*** DATA SUPPLIED Section Begins ***

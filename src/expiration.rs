//! How long stored bucket state outlives its last write.
//!
//! Expiration is a memory-reclamation policy. A bucket written with
//! [`ExpirationPolicy::FixedTimeToLive`] keeps living while it is actively used and is
//! dropped by the store `ttl` after its most recent write. Readers cannot tell an expired key
//! from one that was never written.

use crate::error::ConfigError;
use std::time::Duration;

/// Time-to-live attached to every write made through one proxy manager.
#[derive(Debug, Clone, Copy, PartialEq, Eq, Hash, Default)]
#[cfg_attr(feature = "json", derive(serde::Serialize, serde::Deserialize))]
#[cfg_attr(feature = "json", serde(rename_all = "snake_case"))]
pub enum ExpirationPolicy {
    /// State persists until explicitly removed.
    #[default]
    None,
    /// Every successful write (re)sets the time-to-live to this duration.
    FixedTimeToLive(Duration),
}

impl ExpirationPolicy {
    pub fn none() -> Self {
        ExpirationPolicy::None
    }

    /// Expire state `ttl` after the last write. Rejects a zero duration.
    pub fn fixed_time_to_live(ttl: Duration) -> Result<Self, ConfigError> {
        if ttl.is_zero() {
            return Err(ConfigError::ZeroTimeToLive);
        }
        Ok(ExpirationPolicy::FixedTimeToLive(ttl))
    }

    pub fn is_none(&self) -> bool {
        matches!(self, ExpirationPolicy::None)
    }

    /// TTL to send with a write, if any.
    pub fn ttl(&self) -> Option<Duration> {
        match self {
            ExpirationPolicy::None => None,
            ExpirationPolicy::FixedTimeToLive(ttl) => Some(*ttl),
        }
    }

    /// TTL in whole milliseconds, rounded up so sub-millisecond values never mean "no TTL".
    pub fn ttl_millis(&self) -> Option<u64> {
        self.ttl().map(|ttl| {
            let millis = ttl.as_nanos().div_ceil(1_000_000);
            u64::try_from(millis).unwrap_or(u64::MAX).max(1)
        })
    }
}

*** DATA SUPPLIED Section Ends ***

• _PROBLEM REQUIREMENTS_: Up to and including the line with "used and is", repeat the entries exactly, beginning at their first line.

• _EXPECTED ANSWER_:
filename src/expiration.rs
//! How long stored bucket state outlives its last write.
//!
//! Expiration is a memory-reclamation policy. A bucket written with
//! [`ExpirationPolicy::FixedTimeToLive`] keeps living while it is actively used and is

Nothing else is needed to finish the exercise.